(Collected data)
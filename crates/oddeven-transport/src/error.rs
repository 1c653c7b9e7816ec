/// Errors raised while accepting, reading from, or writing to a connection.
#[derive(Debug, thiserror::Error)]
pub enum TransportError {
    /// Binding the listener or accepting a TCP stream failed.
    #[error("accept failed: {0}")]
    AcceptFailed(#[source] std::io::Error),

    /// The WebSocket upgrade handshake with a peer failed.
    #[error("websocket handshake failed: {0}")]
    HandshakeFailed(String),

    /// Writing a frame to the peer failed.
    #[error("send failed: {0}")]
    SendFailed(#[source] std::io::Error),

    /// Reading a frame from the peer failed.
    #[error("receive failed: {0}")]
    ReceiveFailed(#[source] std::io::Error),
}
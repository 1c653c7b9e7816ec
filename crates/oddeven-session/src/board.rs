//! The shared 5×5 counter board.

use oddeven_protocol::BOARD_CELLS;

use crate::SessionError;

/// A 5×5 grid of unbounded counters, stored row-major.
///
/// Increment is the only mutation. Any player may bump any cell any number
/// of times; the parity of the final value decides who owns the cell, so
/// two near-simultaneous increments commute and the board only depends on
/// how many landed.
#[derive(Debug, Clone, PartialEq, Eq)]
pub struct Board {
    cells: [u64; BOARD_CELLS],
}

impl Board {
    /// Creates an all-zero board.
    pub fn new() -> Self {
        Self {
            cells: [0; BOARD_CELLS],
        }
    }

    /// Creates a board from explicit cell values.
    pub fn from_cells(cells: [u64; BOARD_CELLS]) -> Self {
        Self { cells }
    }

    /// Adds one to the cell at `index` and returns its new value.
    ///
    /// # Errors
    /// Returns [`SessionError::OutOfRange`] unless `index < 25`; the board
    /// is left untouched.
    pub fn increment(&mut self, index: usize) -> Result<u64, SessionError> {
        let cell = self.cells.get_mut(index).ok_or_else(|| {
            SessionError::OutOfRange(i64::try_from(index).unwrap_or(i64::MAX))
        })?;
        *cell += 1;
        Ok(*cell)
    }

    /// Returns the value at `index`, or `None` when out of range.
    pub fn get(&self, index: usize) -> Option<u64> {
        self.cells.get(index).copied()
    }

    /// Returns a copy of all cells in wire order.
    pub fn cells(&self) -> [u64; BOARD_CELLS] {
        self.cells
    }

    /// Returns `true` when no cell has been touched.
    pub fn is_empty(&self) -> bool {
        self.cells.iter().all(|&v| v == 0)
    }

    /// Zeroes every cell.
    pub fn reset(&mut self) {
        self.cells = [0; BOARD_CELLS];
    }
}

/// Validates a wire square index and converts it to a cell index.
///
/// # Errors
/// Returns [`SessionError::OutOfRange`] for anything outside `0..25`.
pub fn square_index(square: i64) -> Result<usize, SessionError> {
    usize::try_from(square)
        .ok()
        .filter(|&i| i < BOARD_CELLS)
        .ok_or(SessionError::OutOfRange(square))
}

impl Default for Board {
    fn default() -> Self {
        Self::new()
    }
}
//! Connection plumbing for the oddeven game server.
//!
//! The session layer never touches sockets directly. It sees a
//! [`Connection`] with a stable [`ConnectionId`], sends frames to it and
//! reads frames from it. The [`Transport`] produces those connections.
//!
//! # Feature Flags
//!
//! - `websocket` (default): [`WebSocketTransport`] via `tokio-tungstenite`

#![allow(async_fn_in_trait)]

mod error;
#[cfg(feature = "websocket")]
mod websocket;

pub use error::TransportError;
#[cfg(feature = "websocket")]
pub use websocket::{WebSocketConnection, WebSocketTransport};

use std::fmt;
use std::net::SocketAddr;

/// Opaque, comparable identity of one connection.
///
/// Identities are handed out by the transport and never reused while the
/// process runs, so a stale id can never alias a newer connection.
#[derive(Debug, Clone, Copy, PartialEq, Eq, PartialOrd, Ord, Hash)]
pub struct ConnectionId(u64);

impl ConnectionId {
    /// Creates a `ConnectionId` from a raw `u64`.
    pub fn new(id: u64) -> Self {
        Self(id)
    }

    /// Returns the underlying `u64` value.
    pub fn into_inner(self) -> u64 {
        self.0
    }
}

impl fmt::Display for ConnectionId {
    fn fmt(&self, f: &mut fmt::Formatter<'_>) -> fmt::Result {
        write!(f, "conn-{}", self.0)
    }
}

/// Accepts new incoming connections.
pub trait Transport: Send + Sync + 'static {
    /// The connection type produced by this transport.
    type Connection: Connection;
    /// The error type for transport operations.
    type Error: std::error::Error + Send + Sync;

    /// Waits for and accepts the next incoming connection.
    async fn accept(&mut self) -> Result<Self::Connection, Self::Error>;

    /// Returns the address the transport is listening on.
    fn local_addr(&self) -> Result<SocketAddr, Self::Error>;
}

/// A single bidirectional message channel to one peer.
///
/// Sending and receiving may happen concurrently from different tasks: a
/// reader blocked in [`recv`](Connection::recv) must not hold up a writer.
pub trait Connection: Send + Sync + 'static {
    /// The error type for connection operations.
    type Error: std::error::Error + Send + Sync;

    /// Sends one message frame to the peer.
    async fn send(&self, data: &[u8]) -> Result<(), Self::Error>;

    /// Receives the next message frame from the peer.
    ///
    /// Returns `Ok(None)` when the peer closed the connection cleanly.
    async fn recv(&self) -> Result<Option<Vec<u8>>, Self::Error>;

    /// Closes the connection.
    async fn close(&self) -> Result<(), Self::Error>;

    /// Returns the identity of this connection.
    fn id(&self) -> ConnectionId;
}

EXERCISE REQUIREMENTS -
When the line with "reused while the" is reached in the data above, begin copying, and stop after the line with "pub struct ConnectionId(u64);"; copy each line exactly, both ends included.

TASK ANSWER -
/// Identities are handed out by the transport and never reused while the
/// process runs, so a stale id can never alias a newer connection.
#[derive(Debug, Clone, Copy, PartialEq, Eq, PartialOrd, Ord, Hash)]
pub struct ConnectionId(u64);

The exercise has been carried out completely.